Of the 62 households 40.3% had children under the age of 18 living with them, 64.5% were married couples living together, 6.5% had a female householder with no husband present, and 22.6% were non-families. 22.6% of households were one person and 9.7% were one person aged 65 or older. The average household size was 2.74 and the average family size was 3.10.

The age distribution was 31.2% under the age of 18, 5.9% from 18 to 24, 27.1% from 25 to 44, 25.3% from 45 to 64, and 10.6% 65 or older. The median age was 36 years. For every 100 females, there were 123.7 males. For every 100 females age 18 and over, there were 98.3 males.

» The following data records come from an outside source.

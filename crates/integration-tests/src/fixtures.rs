//! Synthetic source fixtures: a `manifest.json` plus a disk image containing
//! a single-partition ext4 root libguestfs can actually inspect, built
//! entirely with `qemu-img`/`guestfish` so tests never need a real
//! hypervisor export or a downloaded distro image to run against.

use camino::Utf8PathBuf;
use color_eyre::eyre::Context;
use color_eyre::Result;
use tempfile::TempDir;

const OS_RELEASE: &str = "NAME=\"Fedora Linux\"\nID=fedora\nVERSION_ID=39\n";
const FSTAB: &str = "/dev/sda1 / ext4 defaults 0 0\n";

/// Requested format of a fixture disk (`qemu-img`'s `-O`).
#[derive(Debug, Clone, Copy)]
pub enum DiskFormat {
    /// Raw disk image.
    Raw,
    /// qcow2 disk image.
    Qcow2,
}

impl DiskFormat {
    fn as_str(self) -> &'static str {
        match self {
            DiskFormat::Raw => "raw",
            DiskFormat::Qcow2 => "qcow2",
        }
    }
}

/// A fixture source directory, kept alive for the duration of a test so its
/// `TempDir` isn't dropped (and deleted) early.
#[derive(Debug)]
pub struct Fixture {
    _dir: TempDir,
    /// Path to pass as the `v2kvm` source argument.
    pub root: Utf8PathBuf,
}

/// Build a fixture directory: `manifest.json` describing a single-disk,
/// one-vCPU guest, plus a disk image with a minimal ext4 root libguestfs
/// will recognize as a Fedora Linux install: an `/etc/os-release`, a
/// matching `/etc/fstab` entry, and a `/boot` directory, the markers
/// `inspect-os` actually keys off, not a full distro tree.
pub fn build(name: &str, size: u64, format: DiskFormat) -> Result<Fixture> {
    let dir = TempDir::new().context("creating fixture temp dir")?;
    let root: Utf8PathBuf = dir
        .path()
        .to_path_buf()
        .try_into()
        .context("fixture temp dir is not UTF-8")?;

    let raw_path = root.join("disk0.raw");
    run_ok(
        std::process::Command::new("qemu-img").args([
            "create",
            "-f",
            "raw",
            raw_path.as_str(),
            &size.to_string(),
        ]),
        "qemu-img create",
    )?;

    run_ok(
        std::process::Command::new("guestfish")
            .args(["--format=raw", "-a", raw_path.as_str(), "--"])
            .args([
                "run",
                ":",
                "part-disk",
                "/dev/sda",
                "mbr",
                ":",
                "mkfs",
                "ext4",
                "/dev/sda1",
                ":",
                "mount",
                "/dev/sda1",
                "/",
                ":",
                "mkdir",
                "/etc",
                ":",
                "write",
                "/etc/os-release",
                OS_RELEASE,
                ":",
                "write",
                "/etc/fstab",
                FSTAB,
                ":",
                "mkdir",
                "/boot",
                ":",
                "mkdir-p",
                "/usr/bin",
                ":",
                "touch",
                "/usr/bin/bash",
                ":",
                "umount",
                "/",
            ]),
        "guestfish fixture setup",
    )?;

    let disk_filename = format!("disk0.{}", format.as_str());
    match format {
        DiskFormat::Raw => {
            if disk_filename != "disk0.raw" {
                std::fs::rename(raw_path.as_std_path(), root.join(&disk_filename).as_std_path())
                    .context("renaming fixture disk")?;
            }
        }
        DiskFormat::Qcow2 => {
            let qcow2_path = root.join(&disk_filename);
            run_ok(
                std::process::Command::new("qemu-img").args([
                    "convert",
                    "-f",
                    "raw",
                    "-O",
                    "qcow2",
                    raw_path.as_str(),
                    qcow2_path.as_str(),
                ]),
                "qemu-img convert",
            )?;
            std::fs::remove_file(raw_path.as_std_path()).context("removing scratch raw disk")?;
        }
    }

    let manifest = format!(
        r#"{{
            "source": {{
                "name": "{name}",
                "original_name": null,
                "hypervisor": "Ova",
                "memory_bytes": 1073741824,
                "vcpus": 1,
                "topology": null,
                "cpu_vendor": null,
                "cpu_model": null,
                "nics": [],
                "removables": [],
                "video": "Unknown",
                "firmware": "Unknown"
            }},
            "disks": [
                {{"uri": "{disk_filename}", "format": "{}", "id": 0, "controller": "Ide"}}
            ]
        }}"#,
        format.as_str()
    );
    std::fs::write(root.join("manifest.json").as_std_path(), manifest)
        .context("writing fixture manifest.json")?;

    Ok(Fixture { _dir: dir, root })
}

fn run_ok(cmd: &mut std::process::Command, what: &str) -> Result<()> {
    let output = cmd.output().with_context(|| format!("spawning {what}"))?;
    if !output.status.success() {
        return Err(color_eyre::eyre::eyre!(
            "{what} failed: {}",
            String::from_utf8_lossy(&output.stderr)
        ));
    }
    Ok(())
}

The median household income was $30,417 and the median family income was $35,000. Males had a median income of $29,688 versus $16,719 for females. The per capita income for the city was $13,705. About 20.5% of families and 19.0% of the population were below the poverty line, including 25.4% of those under the age of eighteen and 45.5% of those sixty five or over.

==Education==
The community is served by Jackson Heights USD 335 public school district.